#### Work required:
Return every line from the listing where the word "static" occurs.

#### Extracted records:
■ ■ ■

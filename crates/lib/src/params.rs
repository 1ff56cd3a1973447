//! ML-KEM parameter definitions.
//!
//! Each security level exists twice: as a [`ParameterSet`] value that can be
//! chosen at run time (parsed from configuration, serialised by name), and as
//! a marker type implementing [`MlKemParams`] for code that fixes the level
//! at compile time.

use core::{fmt, str::FromStr};

use serde::{Deserialize, Deserializer, Serialize, Serializer};
use tracing::{debug, warn};

use crate::Error;
pub use kyber_math::{N, Q};

/// Named bundle of scheme constants selecting a security level.
#[derive(Debug, Clone, Copy, PartialEq, Eq, Hash)]
pub struct ParameterSet {
    name: &'static str,
    k: usize,
    eta1: usize,
    eta2: usize,
    du: u32,
    dv: u32,
}

/// ML-KEM-512 (k = 2, NIST security level 1).
pub const ML_KEM_512: ParameterSet = ParameterSet {
    name: "ML-KEM-512",
    k: 2,
    eta1: 3,
    eta2: 2,
    du: 10,
    dv: 4,
};

/// ML-KEM-768 (k = 3, NIST security level 3).
pub const ML_KEM_768: ParameterSet = ParameterSet {
    name: "ML-KEM-768",
    k: 3,
    eta1: 2,
    eta2: 2,
    du: 10,
    dv: 4,
};

/// ML-KEM-1024 (k = 4, NIST security level 5).
pub const ML_KEM_1024: ParameterSet = ParameterSet {
    name: "ML-KEM-1024",
    k: 4,
    eta1: 2,
    eta2: 2,
    du: 11,
    dv: 5,
};

impl ParameterSet {
    /// Every standard parameter set, weakest first.
    pub const ALL: [Self; 3] = [ML_KEM_512, ML_KEM_768, ML_KEM_1024];

    /// Look up a parameter set by full name (`"ML-KEM-768"`, any case) or by
    /// security level alone (`"768"`).
    ///
    /// # Errors
    ///
    /// [`Error::InvalidArgument`] for any other string.
    pub fn from_name(name: &str) -> Result<Self, Error> {
        let wanted = name.trim();
        let found = Self::ALL.into_iter().find(|p| {
            p.name.eq_ignore_ascii_case(wanted) || p.name.strip_prefix("ML-KEM-") == Some(wanted)
        });
        match found {
            Some(params) => {
                debug!(params = params.name, "selected parameter set");
                Ok(params)
            }
            None => {
                warn!(requested = wanted, "unknown parameter set");
                Err(Error::InvalidArgument(format!(
                    "unknown parameter set `{wanted}`"
                )))
            }
        }
    }

    #[must_use]
    pub const fn name(&self) -> &'static str {
        self.name
    }

    /// Module rank: number of polynomials in a vector.
    #[must_use]
    pub const fn k(&self) -> usize {
        self.k
    }

    /// CBD width for key-generation secrets.
    #[must_use]
    pub const fn eta1(&self) -> usize {
        self.eta1
    }

    /// CBD width for encryption noise.
    #[must_use]
    pub const fn eta2(&self) -> usize {
        self.eta2
    }

    /// Compression bits for the polynomial-vector ciphertext component.
    #[must_use]
    pub const fn du(&self) -> u32 {
        self.du
    }

    /// Compression bits for the scalar-polynomial ciphertext component.
    #[must_use]
    pub const fn dv(&self) -> u32 {
        self.dv
    }
}

impl Default for ParameterSet {
    fn default() -> Self {
        ML_KEM_512
    }
}

impl fmt::Display for ParameterSet {
    fn fmt(&self, f: &mut fmt::Formatter<'_>) -> fmt::Result {
        f.write_str(self.name)
    }
}

impl FromStr for ParameterSet {
    type Err = Error;

    fn from_str(s: &str) -> Result<Self, Error> {
        Self::from_name(s)
    }
}

impl Serialize for ParameterSet {
    fn serialize<S: Serializer>(&self, serializer: S) -> Result<S::Ok, S::Error> {
        serializer.serialize_str(self.name)
    }
}

impl<'de> Deserialize<'de> for ParameterSet {
    fn deserialize<D: Deserializer<'de>>(deserializer: D) -> Result<Self, D::Error> {
        let name = String::deserialize(deserializer)?;
        Self::from_name(&name).map_err(serde::de::Error::custom)
    }
}

/// ML-KEM parameter set fixed at compile time. Implemented by [`MlKem512`],
/// [`MlKem768`], [`MlKem1024`].
pub trait MlKemParams: 'static {
    /// Module rank (k = 2, 3, or 4).
    const K: usize;
    /// CBD noise parameter for keygen secret polynomials.
    const ETA1: usize;
    /// CBD noise parameter for encryption noise polynomials.
    const ETA2: usize;
    /// Compression bits for polynomial-vector ciphertext component.
    const D_U: u32;
    /// Compression bits for scalar polynomial ciphertext component.
    const D_V: u32;
    /// The matching run-time value.
    const PARAMS: ParameterSet;
}

/// ML-KEM-512 parameter set (k = 2, NIST security level 1).
#[derive(Debug, Clone, Copy)]
pub struct MlKem512;

impl MlKemParams for MlKem512 {
    const K: usize = 2;
    const ETA1: usize = 3;
    const ETA2: usize = 2;
    const D_U: u32 = 10;
    const D_V: u32 = 4;
    const PARAMS: ParameterSet = ML_KEM_512;
}

/// ML-KEM-768 parameter set (k = 3, NIST security level 3).
#[derive(Debug, Clone, Copy)]
pub struct MlKem768;

impl MlKemParams for MlKem768 {
    const K: usize = 3;
    const ETA1: usize = 2;
    const ETA2: usize = 2;
    const D_U: u32 = 10;
    const D_V: u32 = 4;
    const PARAMS: ParameterSet = ML_KEM_768;
}

/// ML-KEM-1024 parameter set (k = 4, NIST security level 5).
#[derive(Debug, Clone, Copy)]
pub struct MlKem1024;

impl MlKemParams for MlKem1024 {
    const K: usize = 4;
    const ETA1: usize = 2;
    const ETA2: usize = 2;
    const D_U: u32 = 11;
    const D_V: u32 = 5;
    const PARAMS: ParameterSet = ML_KEM_1024;
}

const _: () = {
    macro_rules! check_params {
        ($t:ty) => {
            assert!(<$t>::PARAMS.k == <$t>::K);
            assert!(<$t>::PARAMS.eta1 == <$t>::ETA1);
            assert!(<$t>::PARAMS.eta2 == <$t>::ETA2);
            assert!(<$t>::PARAMS.du == <$t>::D_U);
            assert!(<$t>::PARAMS.dv == <$t>::D_V);
        };
    }
    check_params!(MlKem512);
    check_params!(MlKem768);
    check_params!(MlKem1024);

    // ring constants are shared by every level
    assert!(N == 256);
    assert!(Q == 3329);
};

■ ■ ■

#### Task solution:
    name: &'static str,
    pub const fn name(&self) -> &'static str {
pub trait MlKemParams: 'static {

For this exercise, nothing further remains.